Dizem que o governo é corrupto porque a população é corrupta. Talvez seja o lugar-comum mais recorrente quando alguém analisa as agruras do Brasil.
Durante a greve dos caminhoneiros, choveram relatos de gente furando fila em postos de combustível, pedindo mais gasolina do que o limite previsto, aumentando preços sem qualquer cerimônia e comprando montanhas de arroz para estocar em casa – tudo sem o menor senso de coletividade.
Como de costume, os que se julgam honestos saíram a dizer que, enquanto essas pilantragens forem tão frequentes, de nada adiantará protestar contra os corruptos. Porque a corrupção dos políticos é um prolongamento da nossa. Porque os governantes são um espelho da sociedade. Porque quem trapaceia no súper também trapacearia no Congresso etc, etc.

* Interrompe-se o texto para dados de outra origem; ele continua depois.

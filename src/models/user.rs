use serde::{Deserialize, Serialize};
use sqlx::FromRow;

#[derive(Debug, Clone, PartialEq, Eq, Serialize, Deserialize, FromRow)]
#[serde(rename_all = "camelCase")]
pub struct UserRecord {
    pub uid: String,
    pub email: Option<String>,
    pub display_name: Option<String>,
}
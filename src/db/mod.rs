pub mod repository;

use sqlx::SqlitePool;
use sqlx::sqlite::{SqliteConnectOptions, SqlitePoolOptions};
use std::str::FromStr;

pub use repository::{SqliteDocumentStore, SqliteUserDirectory};

pub async fn connect(database_url: &str) -> Result<SqlitePool, sqlx::Error> {
    let options = SqliteConnectOptions::from_str(database_url)?.create_if_missing(true);
    let pool = SqlitePoolOptions::new()
        .max_connections(5)
        .connect_with(options)
        .await?;

    sqlx::migrate!("./migrations").run(&pool).await?;
    Ok(pool)
}

/// Single-connection in-memory database; every connection to `:memory:` would
/// otherwise see its own empty database.
pub async fn connect_in_memory() -> Result<SqlitePool, sqlx::Error> {
    let pool = SqlitePoolOptions::new()
        .max_connections(1)
        .connect("sqlite::memory:")
        .await?;

    sqlx::migrate!("./migrations").run(&pool).await?;
    Ok(pool)
}
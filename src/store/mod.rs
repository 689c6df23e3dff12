pub mod dto;

use async_trait::async_trait;

use crate::error::AppError;
use crate::models::UserRecord;

pub use dto::{StoredDocument, StoredTimestamp, SyllabusRecord};

/// Document database holding syllabus records. Implementations report access
/// refusals as `AppError::PermissionDenied` so callers can tell them apart
/// from other failures.
#[async_trait]
pub trait DocumentStore: Send + Sync {
    /// Inserts a new record and returns the id the store generated for it.
    async fn add(&self, data: &SyllabusRecord) -> Result<String, AppError>;
    /// Writes the whole record under `id`, creating it if missing.
    async fn set(&self, id: &str, data: &SyllabusRecord) -> Result<(), AppError>;
    async fn get(&self, id: &str) -> Result<Option<SyllabusRecord>, AppError>;
    async fn query_by_owner(&self, owner_id: &str) -> Result<Vec<StoredDocument>, AppError>;
    async fn query_all_newest_first(&self) -> Result<Vec<StoredDocument>, AppError>;
    async fn delete(&self, id: &str) -> Result<(), AppError>;
    async fn ping(&self) -> Result<(), AppError>;
}

/// Registered identities, as known to the authentication backend.
#[async_trait]
pub trait UserDirectory: Send + Sync {
    async fn register(&self, user: &UserRecord) -> Result<(), AppError>;
    async fn list_users(&self) -> Result<Vec<UserRecord>, AppError>;
}
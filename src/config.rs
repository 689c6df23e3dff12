use std::env;
use std::net::SocketAddr;

use crate::error::AppError;
use crate::genai::{DEFAULT_BASE_URL, DEFAULT_MODEL, GenaiConfig};

pub const DEFAULT_BIND_ADDR: &str = "127.0.0.1:3000";

/// Settings read from the environment (and `.env`, loaded by the binary).
///
/// Missing optional settings do not stop the server: the features that need
/// them answer with a configuration error instead.
#[derive(Clone, Debug)]
pub struct AppConfig {
    pub database_url: Option<String>,
    pub bind_addr: SocketAddr,
    pub admin_emails: Vec<String>,
    pub genai: Option<GenaiConfig>,
}

impl AppConfig {
    pub fn new_from_env() -> Result<Self, AppError> {
        Self::from_lookup(|key| env::var(key).ok())
    }

    pub fn from_lookup(lookup: impl Fn(&str) -> Option<String>) -> Result<Self, AppError> {
        let get = |key: &str| lookup(key).map(|v| v.trim().to_string()).filter(|v| !v.is_empty());

        let bind_addr = get("BIND_ADDR")
            .unwrap_or_else(|| DEFAULT_BIND_ADDR.to_string())
            .parse::<SocketAddr>()
            .map_err(|e| AppError::NotConfigured(format!("BIND_ADDR is invalid: {}", e)))?;

        let admin_emails = get("ADMIN_EMAILS")
            .map(|list| {
                list.split(',')
                    .map(|e| e.trim().to_string())
                    .filter(|e| !e.is_empty())
                    .collect()
            })
            .unwrap_or_default();

        let genai = get("GEMINI_API_KEY").map(|api_key| GenaiConfig {
            api_key,
            model: get("GEMINI_MODEL").unwrap_or_else(|| DEFAULT_MODEL.to_string()),
            base_url: get("GEMINI_BASE_URL").unwrap_or_else(|| DEFAULT_BASE_URL.to_string()),
        });

        Ok(Self {
            database_url: get("DATABASE_URL"),
            bind_addr,
            admin_emails,
            genai,
        })
    }
}

#[cfg(test)]
mod tests {
    use super::*;
    use std::collections::HashMap;

    fn config(pairs: &[(&str, &str)]) -> Result<AppConfig, AppError> {
        let vars: HashMap<String, String> = pairs
            .iter()
            .map(|(k, v)| (k.to_string(), v.to_string()))
            .collect();
        AppConfig::from_lookup(|key| vars.get(key).cloned())
    }

    #[test]
    fn defaults_when_nothing_is_set() {
        let cfg = config(&[]).unwrap();
        assert!(cfg.database_url.is_none());
        assert!(cfg.genai.is_none());
        assert!(cfg.admin_emails.is_empty());
        assert_eq!(cfg.bind_addr.to_string(), DEFAULT_BIND_ADDR);
    }

    #[test]
    fn reads_every_setting() {
        let cfg = config(&[
            ("DATABASE_URL", "sqlite://syllabus.db"),
            ("BIND_ADDR", "0.0.0.0:8080"),
            ("ADMIN_EMAILS", "a@x.com, b@x.com,"),
            ("GEMINI_API_KEY", "key"),
            ("GEMINI_MODEL", "gemini-pro"),
        ])
        .unwrap();
        assert_eq!(cfg.database_url.as_deref(), Some("sqlite://syllabus.db"));
        assert_eq!(cfg.bind_addr.port(), 8080);
        assert_eq!(cfg.admin_emails, vec!["a@x.com", "b@x.com"]);
        let genai = cfg.genai.unwrap();
        assert_eq!(genai.model, "gemini-pro");
        assert_eq!(genai.base_url, DEFAULT_BASE_URL);
    }

    #[test]
    fn blank_values_count_as_unset() {
        let cfg = config(&[("DATABASE_URL", "  "), ("GEMINI_API_KEY", "")]).unwrap();
        assert!(cfg.database_url.is_none());
        assert!(cfg.genai.is_none());
    }

    #[test]
    fn bad_bind_addr_is_a_config_error() {
        assert!(matches!(config(&[("BIND_ADDR", "nope")]), Err(AppError::NotConfigured(_))));
    }
}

Em primeiro lugar, essa é uma beleza de discurso para a classe política – afinal, ninguém mandou essa ralé ser tão vigarista, agora que aguente a nossa roubalheira. Muito cômodo. Em segundo lugar, existe uma teoria antiga, vem lá de Platão e Aristóteles, que já foi comprovada por uma série de estudos mundo afora: é a tese do mimetismo.
Diz o seguinte: quando o ocupante de um cargo superior comporta-se de maneira imoral, seus subordinados sentem-se autorizados a fazer o mesmo. No Brasil, um país com apenas 33 anos de democracia, não seria exagero dizer que os ocupantes de cargos superiores comportam-se de maneira imoral há 518 anos.
Você sabe, não eram lá muito construtivas as pretensões dos portugueses quando chegaram aqui. Extraíam as riquezas e mandavam o lucro para fora, não queriam construir uma pátria, não investiam um tostão na Terra de Santa Cruz, violentavam as índias e depois se mandavam – assim nasciam os primeiros miscigenados. No livro The Cultural Complex, lançado nos Estados Unidos, a psicóloga Denise Gimenez Ramos conta que esses filhos bastardos eram rejeitados por suas tribos, que não os reconheciam como índios.
Abandonados e sem chance de alcançar sucesso na vida – jamais seriam líderes de uma aldeia, por exemplo –, esses primeiros brasileiros cresceram com um violento complexo de inferioridade. E a concepção da figura do pai, para eles, foi a pior possível: alguém que só aparece na hora de extrair, de retirar, de obter vantagem, nunca para construir ou cuidar. Mesma coisa o governo.
É o Estado tirânico que abre caminho para as trapaças cotidianas. E não as trapaças cotidianas que fazem um Estado tornar-se tirânico
Fomos nos acostumando a séculos de regimes arbitrários, em que essa cultura extrativista, de retirar em vez de construir, de obter vantagem em vez de cuidar, foi se perpetuando e aprofundando ainda mais o tal complexo de inferioridade. Vivemos dizendo que o Brasil é uma porcaria – o brasileiro respeita as leis quando está no Exterior, mas desrespeita aqui, porque acha o seu país uma porcaria. E assim ele confirma a tese do mimetismo.
Porque um brasileiro, quando está no Primeiro Mundo, entende que lá, ao contrário daqui, as instituições – o Legislativo, o Judiciário, o Executivo – realmente funcionam. Lá, ele paga imposto e recebe seu quinhão de volta. Aqui, não: aqui, 40% de tudo o que o brasileiro produz vai para o governo, que só retira, retira, retira, e não devolve em saneamento, em segurança, em educação, em saúde, em nada.
– Eu vou é sonegar – pensa o brasileiro.
Ou:
– Eu vou é subir o preço dessa gasolina.
Ele está errado, não há dúvida, mas age assim porque o Estado tirânico o incentiva. Você, por exemplo, se seu filho doente estivesse há dois anos aguardando uma cirurgia no SUS e um servidor lhe oferecesse um furo na fila em troca de dinheiro, você não pensaria em pagar?
Talvez sim, porque, repito, é o Estado tirânico que abre caminho para as trapaças cotidianas. E não as trapaças cotidianas que fazem um Estado tornar-se tirânico. Se o Estado funciona, se as instituições funcionam, as brechas para qualquer corrupção progredir são menores. O lado bom é que estamos melhorando: algumas instituições avançam aos poucos, os corruptos de verdade já vão em cana no Brasil.
Porque a culpa é deles, sempre foi. Nunca foi minha nem sua.